Thanks to James Comey for legitimizing my use of ‘Lordy,’ but a product I’ve been using recently has been just astonishing in what it can do in a package so small it belongs in every shooter’s gear bag.

Aladdin Eye-Light BiIt’s called the Aladdin Eye-Lite Bi. Distributed in the U.S. by Zylight, it’s a bicolor LED light that fits in your hand and is rated to run continuously for two hours (or far longer, if you don’t mind plugging in via micro USB). Color temperature is adjustable from 2900–6400K; a second dial controls dimming from 5–100%. Unlike many of the cheap “me too” LEDs we’ve complained about over the years, the Eye-Lite Bi’s color rendering is excellent – 95 CRI/TLCI.

Its 3.5” x 1.5”aluminum housing is sturdy and weighs a mere 2 ounces. The micro USB port is along the top side, and the ¼-20 tripod thread along the bottom can certainly come in handy when shoe-mounting to your camera or a mini tripod. There’s even a small loop built into one corner, about zip-tie size, if that’s how you like to keep things organized. It’s not cheap—it’ll run you about $160 at your local camera store—but it is worth it! (If you can get by on a non-bicolor version, you may still be able to find Aladdin’s previous models for a few bucks less; I first saw them at NAB a few years ago, and was impressed, but I feel that the bicolor version is a truly outstanding product.)

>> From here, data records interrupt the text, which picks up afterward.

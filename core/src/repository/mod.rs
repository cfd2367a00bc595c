pub mod entries;
pub mod file;
pub mod traits;

// Re-export
pub use entries::FileEntryRepository;
pub use file::FileCategoryRepository;
pub use traits::{CategoryRepository, EntryRepository};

Aladdin Eye-Lite used as fill light

For its size, it puts out a lot of light, and you can easily tape any diffusion or color gels over the LED array. It is a terrific tool for close-up work, and I can see wide use in forensics. Anyone shooting with a macro lens, whether nature close-ups, food, jewelry, or scientific imaging, will see its usefulness. When you have a light source this small (and therefore this maneuverable), adjustments are incredibly easy.

I used it recently while photographing a necklace made by Martha’s Vineyard artist Kate Taylor. The materials are wampum, sea glass, and gold beads. While the image with no supplemental lighting is fine (if a bit flat), adding the Eye-Lite made a real difference in depth and dimensionality.

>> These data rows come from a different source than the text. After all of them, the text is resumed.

#[cfg(test)]
pub(crate) mod tests {
    use super::*;
    use anyhow::anyhow;
    use std::cell::RefCell;

    /// In-memory repository shared by the service and use case tests.
    #[derive(Default)]
    pub(crate) struct MemCategoryRepo {
        pub categories: RefCell<Vec<Category>>,
    }

    impl CategoryRepository for MemCategoryRepo {
        fn list(&self) -> Result<Vec<Category>> {
            let mut all = self.categories.borrow().clone();
            all.sort_by_key(|c| c.position);
            Ok(all)
        }
        fn get(&self, id: &Uuid) -> Result<Category> {
            self.categories
                .borrow()
                .iter()
                .find(|c| c.id == *id)
                .cloned()
                .ok_or_else(|| anyhow!("missing"))
        }
        fn create(&self, category: Category) -> Result<Category> {
            self.categories.borrow_mut().push(category.clone());
            Ok(category)
        }
        fn update(&self, category: &Category) -> Result<()> {
            let mut all = self.categories.borrow_mut();
            let pos = all.iter().position(|c| c.id == category.id).ok_or_else(|| anyhow!("missing"))?;
            all[pos] = category.clone();
            Ok(())
        }
        fn delete(&self, id: &Uuid) -> Result<()> {
            self.categories.borrow_mut().retain(|c| c.id != *id);
            Ok(())
        }
        fn save_all(&self, categories: &[Category]) -> Result<()> {
            *self.categories.borrow_mut() = categories.to_vec();
            Ok(())
        }
    }

    fn service() -> BudgetService<MemCategoryRepo> {
        BudgetService::new(MemCategoryRepo::default())
    }

    #[test]
    fn test_add_category_rejects_duplicates() {
        let svc = service();
        svc.add_category("Work").unwrap();
        let err = svc.add_category(" work ").unwrap_err();
        assert_eq!(
            err.downcast_ref::<BudgetError>(),
            Some(&BudgetError::DuplicateName("work".to_string()))
        );
        assert!(svc.add_category("   ").is_err());
        assert!(svc.add_category("a/b").is_err());
    }

    #[test]
    fn test_activity_names_unique_within_category_only() {
        let svc = service();
        let work = svc.add_category("Work").unwrap();
        let home = svc.add_category("Home").unwrap();

        svc.add_subcategory(&work.id, "Admin", 2.0, None).unwrap();
        assert!(svc.add_subcategory(&work.id, "admin", 1.0, None).is_err());
        assert!(svc.add_subcategory(&home.id, "Admin", 1.0, None).is_ok());
    }

    #[test]
    fn test_negative_budget_rejected() {
        let svc = service();
        let work = svc.add_category("Work").unwrap();
        let err = svc.add_subcategory(&work.id, "Coding", -1.0, None).unwrap_err();
        assert_eq!(err.downcast_ref::<BudgetError>(), Some(&BudgetError::InvalidBudget(-1.0)));
    }

    #[test]
    fn test_update_subcategory() {
        let svc = service();
        let work = svc.add_category("Work").unwrap();
        let sub = svc.add_subcategory(&work.id, "Coding", 10.0, None).unwrap();

        let updated = svc
            .update_subcategory(
                &work.id,
                &sub.id,
                SubcategoryUpdate {
                    name: Some("Programming".to_string()),
                    budget: Some(12.0),
                    goal_direction: Some(Some(GoalDirection::MoreIsBetter)),
                },
            )
            .unwrap();
        assert_eq!(updated.name, "Programming");
        assert_eq!(updated.budget, 12.0);
        assert_eq!(updated.goal_direction, Some(GoalDirection::MoreIsBetter));

        let reset = svc
            .update_subcategory(
                &work.id,
                &sub.id,
                SubcategoryUpdate { goal_direction: Some(None), ..Default::default() },
            )
            .unwrap();
        assert_eq!(reset.goal_direction, None);
        assert_eq!(reset.budget, 12.0);
    }

    #[test]
    fn test_move_category_clamps() {
        let svc = service();
        let a = svc.add_category("A").unwrap();
        svc.add_category("B").unwrap();
        svc.add_category("C").unwrap();

        assert_eq!(svc.move_category(&a.id, 1).unwrap(), 1);
        let names: Vec<String> = svc.list().unwrap().into_iter().map(|c| c.name).collect();
        assert_eq!(names, vec!["B", "A", "C"]);

        assert_eq!(svc.move_category(&a.id, 10).unwrap(), 2);
        assert_eq!(svc.move_category(&a.id, -10).unwrap(), 0);
        let positions: Vec<usize> = svc.list().unwrap().into_iter().map(|c| c.position).collect();
        assert_eq!(positions, vec![0, 1, 2]);
    }

    #[test]
    fn test_move_and_remove_subcategory_keep_positions_dense() {
        let svc = service();
        let work = svc.add_category("Work").unwrap();
        let a = svc.add_subcategory(&work.id, "A", 1.0, None).unwrap();
        let b = svc.add_subcategory(&work.id, "B", 1.0, None).unwrap();
        svc.add_subcategory(&work.id, "C", 1.0, None).unwrap();

        svc.move_subcategory(&work.id, &a.id, 2).unwrap();
        let cat = svc.get(&work.id).unwrap();
        let names: Vec<&str> = cat.subcategories.iter().map(|s| s.name.as_str()).collect();
        assert_eq!(names, vec!["B", "C", "A"]);

        svc.remove_subcategory(&work.id, &b.id).unwrap();
        let cat = svc.get(&work.id).unwrap();
        let positions: Vec<usize> = cat.subcategories.iter().map(|s| s.position).collect();
        assert_eq!(positions, vec![0, 1]);
    }

    #[test]
    fn test_remove_category_renumbers() {
        let svc = service();
        let a = svc.add_category("A").unwrap();
        svc.add_category("B").unwrap();
        svc.remove_category(&a.id).unwrap();
        let cats = svc.list().unwrap();
        assert_eq!(cats.len(), 1);
        assert_eq!(cats[0].position, 0);
    }

    #[test]
    fn test_find_by_prefix_and_ambiguity() {
        let svc = service();
        svc.add_category("Work").unwrap();
        svc.add_category("Workout").unwrap();
        svc.add_category("Reading").unwrap();

        assert_eq!(svc.find_category("work").unwrap().name, "Work");
        assert_eq!(svc.find_category("rea").unwrap().name, "Reading");
        let err = svc.find_category("wo").unwrap_err();
        assert!(matches!(err.downcast_ref::<BudgetError>(), Some(BudgetError::Ambiguous { .. })));
        let err = svc.find_category("zzz").unwrap_err();
        assert!(matches!(err.downcast_ref::<BudgetError>(), Some(BudgetError::CategoryNotFound(_))));
    }

    #[test]
    fn test_resolve_path() {
        let svc = service();
        let work = svc.add_category("Work").unwrap();
        let sub = svc.add_subcategory(&work.id, "Coding", 10.0, None).unwrap();

        let (cat, found) = svc.resolve_path("wor/cod").unwrap();
        assert_eq!(cat.id, work.id);
        assert_eq!(found.id, sub.id);
        assert!(svc.resolve_path("Work").is_err());
        assert!(svc.resolve_path("Work/Nope").is_err());
    }

    #[test]
    fn test_apply_usage_resets_missing_to_zero() {
        let svc = service();
        let work = svc.add_category("Work").unwrap();
        let a = svc.add_subcategory(&work.id, "A", 5.0, None).unwrap();
        let b = svc.add_subcategory(&work.id, "B", 5.0, None).unwrap();

        let mut usage = HashMap::new();
        usage.insert(a.id, 2.5);
        usage.insert(b.id, 1.0);
        svc.apply_usage(&usage).unwrap();

        usage.remove(&b.id);
        svc.apply_usage(&usage).unwrap();

        let cat = svc.get(&work.id).unwrap();
        assert_eq!(cat.subcategory(&a.id).unwrap().time_used, 2.5);
        assert_eq!(cat.subcategory(&b.id).unwrap().time_used, 0.0);
    }
}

Product shot - before and after

As many of you know, I’m always looking for new products that extend our creativity, and this is one of several that I’ll be writing about in the next few weeks.

C.S.I. (The Real Deal) at IAI Providence 2013

Just back from Providence, RI, and the annual conference of the IAI (International Association for Identification). We were there in partnership with the Forensic Division of our friends at Adorama Camera (who knew they had a forensic department?), and it was a very interesting couple of days…

Wheel of Death!

Hundreds of detectives, crime scene analysts, lab specialists… all advancing their skills in classes and seminars and getting to look at and play with the full range of tools dedicated to “whodunit?”. Adorama’s Caroleann Fusco has been working with every aspect of the forensic community for a very long time and it seems like she is on a first-name basis with every investigator there (probably ensuring a lifetime of absolute immunity from any charge short of homicide).

Bullet hole examination kit

I’ve always felt that our products have a wide range of applications beyond the usual range of photographic assignments, and forensics is a prime example. The Rosco LitePad and LitePad Loop, Dedolight, even our Flexfill reflectors, Dewitt’s Brush, and Steadybag are some of the Visual Departures tools that we want to see in the hands of investigators. And with Caroleann’s introductions, it was easy to do.

LitePad fingerprint detection setup at IAI 2013

LitePad, with its diffuse LED lighting, absence of heat, range of sizes, and the capability of being powered by battery (as well as plugging into the wall) drew the most notice. It’s always interesting (and satisfying) to see a group of professionals, long used to doing something one way, find a whole new (and better) way to advance their craft.

After all, at what other convention are you going to spin the Wheel of Death to win a prize? Or add titles such as Principles of Bloodstain Pattern Analysis or Death Scene Investigation to the stack of light reading on your bedside table? Even got to bring home a bit of swag for the grandkids… who wouldn’t want to go to school with lunch in an Evidence Bag (covered with blood spatter) or a bright yellow neck lanyard boldly marked, CRIME SCENE – DO NOT CROSS?